START ENTRIES SHOWN

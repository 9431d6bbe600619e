//! Lookup tables consulted while rewriting references.

use std::collections::HashMap;

use unicode_normalization::UnicodeNormalization;

use crate::candidate::ImportCandidate;
use crate::error::StorageError;
use crate::storage::StorageClient;

/// Separator between folder and file name in qualified file keys.
const FOLDER_FILE_SEPARATOR: char = '^';

/// Canonical form used for every lookup: percent-decoded, then NFC.
///
/// Input that does not decode to valid UTF-8 is normalized as-is.
pub fn normalize_key(raw: &str) -> String {
    let decoded = urlencoding::decode(raw)
        .map(|s| s.into_owned())
        .unwrap_or_else(|_| raw.to_string());
    decoded.nfc().collect()
}

/// Maps names a document may link to onto the final wiki page name.
#[derive(Debug, Clone, Default)]
pub struct PageIndex {
    names: HashMap<String, String>,
}

impl PageIndex {
    pub fn new() -> Self {
        Self::default()
    }

    /// Indexes every importable candidate under its folder name and under
    /// the name of its page file. The first candidate claiming a key wins.
    pub fn from_candidates(candidates: &[ImportCandidate]) -> Self {
        let mut index = Self::new();
        for candidate in candidates.iter().filter(|c| c.status.is_importable()) {
            index.insert(&candidate.original_name, &candidate.wiki_name);
            index.insert(&format!("{}.md", candidate.original_name), &candidate.wiki_name);
        }
        index
    }

    pub fn insert(&mut self, key: &str, wiki_name: &str) {
        self.names
            .entry(normalize_key(key))
            .or_insert_with(|| wiki_name.to_string());
    }

    /// Exact lookup on the normalized form of `target`.
    pub fn resolve(&self, target: &str) -> Option<&str> {
        self.names.get(&normalize_key(target)).map(String::as_str)
    }

    pub fn len(&self) -> usize {
        self.names.len()
    }

    pub fn is_empty(&self) -> bool {
        self.names.is_empty()
    }
}

/// Maps `folder^file` and bare `file` keys onto storage file ids.
#[derive(Debug, Clone, Default)]
pub struct FileIndex {
    files: HashMap<String, String>,
}

impl FileIndex {
    pub fn new() -> Self {
        Self::default()
    }

    /// Records a file. The qualified key is only added when the file sits
    /// inside a named folder; the bare key keeps its first owner.
    pub fn insert(&mut self, folder: Option<&str>, file_name: &str, file_id: &str) {
        let file_key = normalize_key(file_name);
        if let Some(folder) = folder {
            let qualified = format!(
                "{}{}{}",
                normalize_key(folder),
                FOLDER_FILE_SEPARATOR,
                file_key
            );
            self.files
                .entry(qualified)
                .or_insert_with(|| file_id.to_string());
        }
        self.files
            .entry(file_key)
            .or_insert_with(|| file_id.to_string());
    }

    /// Looks up `file_name` inside `folder`, falling back to the bare name.
    pub fn resolve(&self, folder: &str, file_name: &str) -> Option<&str> {
        let file_key = normalize_key(file_name);
        let qualified = format!(
            "{}{}{}",
            normalize_key(folder),
            FOLDER_FILE_SEPARATOR,
            file_key
        );
        self.files
            .get(&qualified)
            .or_else(|| self.files.get(&file_key))
            .map(String::as_str)
    }

    /// Walks the tree below `root_id` and indexes every file.
    ///
    /// Files directly under the root have no owning page folder and only
    /// receive a bare key.
    pub async fn collect(
        storage: &dyn StorageClient,
        root_id: &str,
    ) -> Result<Self, StorageError> {
        let mut index = Self::new();
        let mut pending: Vec<(String, Option<String>)> = vec![(root_id.to_string(), None)];

        while let Some((folder_id, folder_name)) = pending.pop() {
            for node in storage.list_children(&folder_id).await? {
                if node.is_folder {
                    pending.push((node.id, Some(node.name)));
                } else {
                    index.insert(folder_name.as_deref(), &node.name, &node.id);
                }
            }
        }

        tracing::debug!(files = index.len(), "Collected file index");
        Ok(index)
    }

    pub fn len(&self) -> usize {
        self.files.len()
    }

    pub fn is_empty(&self) -> bool {
        self.files.is_empty()
    }
}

END ENTRIES SHOWN

ASSIGNMENT — Every record listed above needs to be written out again exactly.

RESPONSE AREA —
repository 9431d6bbe600619e
//! Lookup tables consulted while rewriting references.

use std::collections::HashMap;

use unicode_normalization::UnicodeNormalization;

use crate::candidate::ImportCandidate;
use crate::error::StorageError;
use crate::storage::StorageClient;

/// Separator between folder and file name in qualified file keys.
const FOLDER_FILE_SEPARATOR: char = '^';

/// Canonical form used for every lookup: percent-decoded, then NFC.
///
/// Input that does not decode to valid UTF-8 is normalized as-is.
pub fn normalize_key(raw: &str) -> String {
    let decoded = urlencoding::decode(raw)
        .map(|s| s.into_owned())
        .unwrap_or_else(|_| raw.to_string());
    decoded.nfc().collect()
}

/// Maps names a document may link to onto the final wiki page name.
#[derive(Debug, Clone, Default)]
pub struct PageIndex {
    names: HashMap<String, String>,
}

impl PageIndex {
    pub fn new() -> Self {
        Self::default()
    }

    /// Indexes every importable candidate under its folder name and under
    /// the name of its page file. The first candidate claiming a key wins.
    pub fn from_candidates(candidates: &[ImportCandidate]) -> Self {
        let mut index = Self::new();
        for candidate in candidates.iter().filter(|c| c.status.is_importable()) {
            index.insert(&candidate.original_name, &candidate.wiki_name);
            index.insert(&format!("{}.md", candidate.original_name), &candidate.wiki_name);
        }
        index
    }

    pub fn insert(&mut self, key: &str, wiki_name: &str) {
        self.names
            .entry(normalize_key(key))
            .or_insert_with(|| wiki_name.to_string());
    }

    /// Exact lookup on the normalized form of `target`.
    pub fn resolve(&self, target: &str) -> Option<&str> {
        self.names.get(&normalize_key(target)).map(String::as_str)
    }

    pub fn len(&self) -> usize {
        self.names.len()
    }

    pub fn is_empty(&self) -> bool {
        self.names.is_empty()
    }
}

/// Maps `folder^file` and bare `file` keys onto storage file ids.
#[derive(Debug, Clone, Default)]
pub struct FileIndex {
    files: HashMap<String, String>,
}

impl FileIndex {
    pub fn new() -> Self {
        Self::default()
    }

    /// Records a file. The qualified key is only added when the file sits
    /// inside a named folder; the bare key keeps its first owner.
    pub fn insert(&mut self, folder: Option<&str>, file_name: &str, file_id: &str) {
        let file_key = normalize_key(file_name);
        if let Some(folder) = folder {
            let qualified = format!(
                "{}{}{}",
                normalize_key(folder),
                FOLDER_FILE_SEPARATOR,
                file_key
            );
            self.files
                .entry(qualified)
                .or_insert_with(|| file_id.to_string());
        }
        self.files
            .entry(file_key)
            .or_insert_with(|| file_id.to_string());
    }

    /// Looks up `file_name` inside `folder`, falling back to the bare name.
    pub fn resolve(&self, folder: &str, file_name: &str) -> Option<&str> {
        let file_key = normalize_key(file_name);
        let qualified = format!(
            "{}{}{}",
            normalize_key(folder),
            FOLDER_FILE_SEPARATOR,
            file_key
        );
        self.files
            .get(&qualified)
            .or_else(|| self.files.get(&file_key))
            .map(String::as_str)
    }

    /// Walks the tree below `root_id` and indexes every file.
    ///
    /// Files directly under the root have no owning page folder and only
    /// receive a bare key.
    pub async fn collect(
        storage: &dyn StorageClient,
        root_id: &str,
    ) -> Result<Self, StorageError> {
        let mut index = Self::new();
        let mut pending: Vec<(String, Option<String>)> = vec![(root_id.to_string(), None)];

        while let Some((folder_id, folder_name)) = pending.pop() {
            for node in storage.list_children(&folder_id).await? {
                if node.is_folder {
                    pending.push((node.id, Some(node.name)));
                } else {
                    index.insert(folder_name.as_deref(), &node.name, &node.id);
                }
            }
        }

        tracing::debug!(files = index.len(), "Collected file index");
        Ok(index)
    }

    pub fn len(&self) -> usize {
        self.files.len()
    }

    pub fn is_empty(&self) -> bool {
        self.files.is_empty()
    }
}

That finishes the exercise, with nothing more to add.